Stored data entries
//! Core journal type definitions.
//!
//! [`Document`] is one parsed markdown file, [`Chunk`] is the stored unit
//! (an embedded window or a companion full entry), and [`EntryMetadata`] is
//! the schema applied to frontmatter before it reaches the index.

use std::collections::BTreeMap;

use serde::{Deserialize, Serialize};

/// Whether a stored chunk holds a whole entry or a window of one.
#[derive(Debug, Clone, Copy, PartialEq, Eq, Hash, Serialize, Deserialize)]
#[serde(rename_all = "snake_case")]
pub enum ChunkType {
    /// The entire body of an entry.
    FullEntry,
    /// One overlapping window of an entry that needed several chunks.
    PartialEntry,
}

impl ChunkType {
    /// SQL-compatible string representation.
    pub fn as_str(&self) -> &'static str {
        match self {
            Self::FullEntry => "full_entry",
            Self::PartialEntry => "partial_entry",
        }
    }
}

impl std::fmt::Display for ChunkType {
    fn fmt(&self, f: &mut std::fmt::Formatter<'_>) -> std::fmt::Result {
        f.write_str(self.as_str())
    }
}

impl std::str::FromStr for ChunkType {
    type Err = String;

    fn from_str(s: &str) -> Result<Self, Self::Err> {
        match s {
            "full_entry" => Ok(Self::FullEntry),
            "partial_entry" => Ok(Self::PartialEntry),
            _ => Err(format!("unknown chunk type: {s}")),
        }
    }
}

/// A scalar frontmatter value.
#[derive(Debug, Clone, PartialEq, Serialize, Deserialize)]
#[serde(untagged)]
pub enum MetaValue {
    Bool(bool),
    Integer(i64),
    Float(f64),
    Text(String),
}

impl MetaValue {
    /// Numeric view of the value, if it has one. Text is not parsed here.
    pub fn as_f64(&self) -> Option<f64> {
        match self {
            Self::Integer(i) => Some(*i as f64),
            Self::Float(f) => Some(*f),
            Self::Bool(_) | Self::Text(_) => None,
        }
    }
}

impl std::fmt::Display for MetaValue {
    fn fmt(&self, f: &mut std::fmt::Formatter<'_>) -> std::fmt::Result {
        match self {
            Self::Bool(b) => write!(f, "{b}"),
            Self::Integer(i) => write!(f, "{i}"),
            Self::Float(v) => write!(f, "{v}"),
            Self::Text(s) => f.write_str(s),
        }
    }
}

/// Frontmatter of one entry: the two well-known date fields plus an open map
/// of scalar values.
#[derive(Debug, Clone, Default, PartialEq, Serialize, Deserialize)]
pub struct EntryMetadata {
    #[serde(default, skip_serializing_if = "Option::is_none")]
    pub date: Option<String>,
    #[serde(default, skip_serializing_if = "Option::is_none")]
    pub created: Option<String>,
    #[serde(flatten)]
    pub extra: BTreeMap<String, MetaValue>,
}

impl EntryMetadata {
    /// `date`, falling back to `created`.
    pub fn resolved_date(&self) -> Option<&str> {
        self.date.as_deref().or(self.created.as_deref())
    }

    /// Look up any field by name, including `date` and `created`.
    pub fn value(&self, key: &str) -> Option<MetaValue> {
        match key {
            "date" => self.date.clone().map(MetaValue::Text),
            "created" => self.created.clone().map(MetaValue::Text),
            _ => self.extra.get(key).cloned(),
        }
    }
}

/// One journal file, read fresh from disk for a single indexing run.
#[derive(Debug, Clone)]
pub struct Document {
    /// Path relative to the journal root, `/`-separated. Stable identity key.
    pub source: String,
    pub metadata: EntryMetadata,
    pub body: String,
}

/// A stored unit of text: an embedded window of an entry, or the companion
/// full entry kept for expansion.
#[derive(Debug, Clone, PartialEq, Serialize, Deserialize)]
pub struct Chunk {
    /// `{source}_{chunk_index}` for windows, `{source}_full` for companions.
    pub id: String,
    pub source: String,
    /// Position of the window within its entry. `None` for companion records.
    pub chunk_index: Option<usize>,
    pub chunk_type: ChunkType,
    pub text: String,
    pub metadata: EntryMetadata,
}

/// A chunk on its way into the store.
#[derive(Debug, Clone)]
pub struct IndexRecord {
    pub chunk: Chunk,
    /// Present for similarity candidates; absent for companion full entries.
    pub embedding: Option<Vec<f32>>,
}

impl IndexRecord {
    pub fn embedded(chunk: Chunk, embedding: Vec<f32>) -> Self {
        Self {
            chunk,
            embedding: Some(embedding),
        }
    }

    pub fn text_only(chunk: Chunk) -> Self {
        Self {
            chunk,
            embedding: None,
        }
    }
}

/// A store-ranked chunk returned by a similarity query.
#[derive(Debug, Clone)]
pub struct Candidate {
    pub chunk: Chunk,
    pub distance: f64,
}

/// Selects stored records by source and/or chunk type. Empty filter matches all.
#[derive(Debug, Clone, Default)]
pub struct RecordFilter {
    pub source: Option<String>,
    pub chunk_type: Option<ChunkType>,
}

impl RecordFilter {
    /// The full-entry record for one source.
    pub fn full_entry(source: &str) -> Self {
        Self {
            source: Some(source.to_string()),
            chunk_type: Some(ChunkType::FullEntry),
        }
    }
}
* * *
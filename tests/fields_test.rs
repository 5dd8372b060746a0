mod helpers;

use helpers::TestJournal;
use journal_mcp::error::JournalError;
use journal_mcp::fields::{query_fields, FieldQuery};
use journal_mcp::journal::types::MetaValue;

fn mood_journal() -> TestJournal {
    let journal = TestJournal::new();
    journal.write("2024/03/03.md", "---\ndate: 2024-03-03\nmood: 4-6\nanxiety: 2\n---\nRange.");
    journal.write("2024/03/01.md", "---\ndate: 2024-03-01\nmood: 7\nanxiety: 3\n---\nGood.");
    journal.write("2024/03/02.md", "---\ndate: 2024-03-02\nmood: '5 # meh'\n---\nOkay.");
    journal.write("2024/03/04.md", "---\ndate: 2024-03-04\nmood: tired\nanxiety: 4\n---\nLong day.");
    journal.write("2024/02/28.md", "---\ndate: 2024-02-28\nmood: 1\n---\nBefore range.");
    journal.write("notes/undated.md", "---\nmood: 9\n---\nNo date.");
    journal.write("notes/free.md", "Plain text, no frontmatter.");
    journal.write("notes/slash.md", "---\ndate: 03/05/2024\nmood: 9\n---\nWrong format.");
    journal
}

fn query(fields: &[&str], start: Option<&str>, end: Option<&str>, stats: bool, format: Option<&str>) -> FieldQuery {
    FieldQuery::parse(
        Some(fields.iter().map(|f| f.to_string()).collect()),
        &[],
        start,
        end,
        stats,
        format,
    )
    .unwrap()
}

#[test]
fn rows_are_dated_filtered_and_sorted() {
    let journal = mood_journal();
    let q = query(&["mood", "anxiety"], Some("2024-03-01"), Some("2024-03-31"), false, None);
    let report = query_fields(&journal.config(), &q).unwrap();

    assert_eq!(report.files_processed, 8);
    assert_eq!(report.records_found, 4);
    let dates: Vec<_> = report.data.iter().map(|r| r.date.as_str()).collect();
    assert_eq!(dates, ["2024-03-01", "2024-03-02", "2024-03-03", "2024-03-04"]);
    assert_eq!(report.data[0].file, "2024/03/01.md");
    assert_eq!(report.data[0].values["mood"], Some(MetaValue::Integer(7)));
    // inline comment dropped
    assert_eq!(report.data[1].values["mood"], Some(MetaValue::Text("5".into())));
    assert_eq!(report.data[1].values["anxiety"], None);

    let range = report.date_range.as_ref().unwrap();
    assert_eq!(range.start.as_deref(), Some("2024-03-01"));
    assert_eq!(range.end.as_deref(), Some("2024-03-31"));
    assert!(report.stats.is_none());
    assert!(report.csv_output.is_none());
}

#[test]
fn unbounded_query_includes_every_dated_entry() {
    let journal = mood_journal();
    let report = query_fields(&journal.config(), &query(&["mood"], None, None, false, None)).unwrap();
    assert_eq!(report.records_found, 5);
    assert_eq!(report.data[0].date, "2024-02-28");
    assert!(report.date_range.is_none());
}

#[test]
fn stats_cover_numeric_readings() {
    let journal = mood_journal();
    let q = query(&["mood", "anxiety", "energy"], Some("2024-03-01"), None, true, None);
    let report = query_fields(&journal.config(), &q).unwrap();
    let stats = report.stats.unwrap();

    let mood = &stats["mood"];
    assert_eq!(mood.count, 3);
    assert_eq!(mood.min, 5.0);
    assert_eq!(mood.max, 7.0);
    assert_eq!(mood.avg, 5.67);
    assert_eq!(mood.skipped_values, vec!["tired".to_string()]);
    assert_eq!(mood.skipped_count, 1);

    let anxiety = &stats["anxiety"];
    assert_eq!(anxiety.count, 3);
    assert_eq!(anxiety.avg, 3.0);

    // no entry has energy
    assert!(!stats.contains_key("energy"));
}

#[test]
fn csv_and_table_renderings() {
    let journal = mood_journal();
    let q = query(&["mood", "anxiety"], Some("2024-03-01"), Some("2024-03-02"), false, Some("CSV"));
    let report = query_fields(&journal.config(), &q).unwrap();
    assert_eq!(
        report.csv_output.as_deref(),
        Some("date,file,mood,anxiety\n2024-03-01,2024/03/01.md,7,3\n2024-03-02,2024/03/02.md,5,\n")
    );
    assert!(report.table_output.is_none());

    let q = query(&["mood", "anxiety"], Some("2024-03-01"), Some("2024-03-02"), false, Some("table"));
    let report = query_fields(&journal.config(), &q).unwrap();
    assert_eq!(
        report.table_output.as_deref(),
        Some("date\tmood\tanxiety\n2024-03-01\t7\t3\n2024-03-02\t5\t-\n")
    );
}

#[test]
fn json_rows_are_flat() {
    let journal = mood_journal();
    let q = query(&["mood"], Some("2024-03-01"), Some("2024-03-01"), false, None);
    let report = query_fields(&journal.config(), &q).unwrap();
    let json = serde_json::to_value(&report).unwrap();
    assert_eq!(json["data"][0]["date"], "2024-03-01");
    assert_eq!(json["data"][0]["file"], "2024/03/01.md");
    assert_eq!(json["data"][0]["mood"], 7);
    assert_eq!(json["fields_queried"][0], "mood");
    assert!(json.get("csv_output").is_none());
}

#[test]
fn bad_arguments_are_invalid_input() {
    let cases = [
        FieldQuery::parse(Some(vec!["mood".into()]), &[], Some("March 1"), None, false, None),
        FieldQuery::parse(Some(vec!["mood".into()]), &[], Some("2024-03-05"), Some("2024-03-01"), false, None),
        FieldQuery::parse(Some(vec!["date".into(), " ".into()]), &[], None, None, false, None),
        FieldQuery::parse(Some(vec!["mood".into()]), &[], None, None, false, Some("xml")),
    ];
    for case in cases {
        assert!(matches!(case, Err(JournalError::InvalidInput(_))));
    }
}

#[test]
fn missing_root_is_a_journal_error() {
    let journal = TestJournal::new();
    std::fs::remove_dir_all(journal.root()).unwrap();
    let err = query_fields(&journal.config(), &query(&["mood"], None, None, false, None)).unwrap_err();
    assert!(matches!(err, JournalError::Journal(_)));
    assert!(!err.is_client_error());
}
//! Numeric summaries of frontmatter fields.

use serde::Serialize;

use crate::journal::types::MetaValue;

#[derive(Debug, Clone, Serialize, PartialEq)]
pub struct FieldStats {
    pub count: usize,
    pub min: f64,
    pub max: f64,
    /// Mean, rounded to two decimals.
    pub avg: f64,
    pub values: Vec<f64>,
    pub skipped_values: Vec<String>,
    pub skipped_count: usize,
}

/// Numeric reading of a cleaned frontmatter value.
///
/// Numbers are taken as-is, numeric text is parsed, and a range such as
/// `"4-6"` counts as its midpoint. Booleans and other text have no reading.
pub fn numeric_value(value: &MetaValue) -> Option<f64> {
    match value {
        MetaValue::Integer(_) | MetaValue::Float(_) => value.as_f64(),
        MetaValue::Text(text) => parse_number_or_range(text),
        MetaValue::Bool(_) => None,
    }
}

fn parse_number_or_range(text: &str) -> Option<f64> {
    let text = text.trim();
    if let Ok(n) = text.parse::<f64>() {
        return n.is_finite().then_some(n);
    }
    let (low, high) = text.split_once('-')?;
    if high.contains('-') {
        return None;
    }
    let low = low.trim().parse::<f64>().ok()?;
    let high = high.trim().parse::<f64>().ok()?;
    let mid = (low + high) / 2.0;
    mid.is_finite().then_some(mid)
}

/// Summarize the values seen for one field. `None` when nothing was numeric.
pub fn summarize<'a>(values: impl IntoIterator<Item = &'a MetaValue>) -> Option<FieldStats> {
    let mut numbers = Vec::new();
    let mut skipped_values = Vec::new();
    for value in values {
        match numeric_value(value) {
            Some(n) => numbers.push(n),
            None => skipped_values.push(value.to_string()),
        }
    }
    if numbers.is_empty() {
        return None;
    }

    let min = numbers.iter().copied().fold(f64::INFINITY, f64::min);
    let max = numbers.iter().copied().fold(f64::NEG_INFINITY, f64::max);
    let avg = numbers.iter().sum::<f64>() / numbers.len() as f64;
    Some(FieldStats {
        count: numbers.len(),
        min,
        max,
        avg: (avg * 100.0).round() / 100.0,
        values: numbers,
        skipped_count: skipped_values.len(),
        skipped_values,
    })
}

WORK TASK =>
Where the data above reaches the line holding "MetaValue::Integer(_) | MetaValue::Float(_)", begin printing, and stop after the line holding "max = numbers.iter().copied().fold(f64::NEG_INFINITY, f64::max);". Each line must be reproduced exactly, with nothing else added.

SOLUTION TO THIS PROBLEM =>
        MetaValue::Integer(_) | MetaValue::Float(_) => value.as_f64(),
        MetaValue::Text(text) => parse_number_or_range(text),
        MetaValue::Bool(_) => None,
    }
}

fn parse_number_or_range(text: &str) -> Option<f64> {
    let text = text.trim();
    if let Ok(n) = text.parse::<f64>() {
        return n.is_finite().then_some(n);
    }
    let (low, high) = text.split_once('-')?;
    if high.contains('-') {
        return None;
    }
    let low = low.trim().parse::<f64>().ok()?;
    let high = high.trim().parse::<f64>().ok()?;
    let mid = (low + high) / 2.0;
    mid.is_finite().then_some(mid)
}

/// Summarize the values seen for one field. `None` when nothing was numeric.
pub fn summarize<'a>(values: impl IntoIterator<Item = &'a MetaValue>) -> Option<FieldStats> {
    let mut numbers = Vec::new();
    let mut skipped_values = Vec::new();
    for value in values {
        match numeric_value(value) {
            Some(n) => numbers.push(n),
            None => skipped_values.push(value.to_string()),
        }
    }
    if numbers.is_empty() {
        return None;
    }

    let min = numbers.iter().copied().fold(f64::INFINITY, f64::min);
    let max = numbers.iter().copied().fold(f64::NEG_INFINITY, f64::max);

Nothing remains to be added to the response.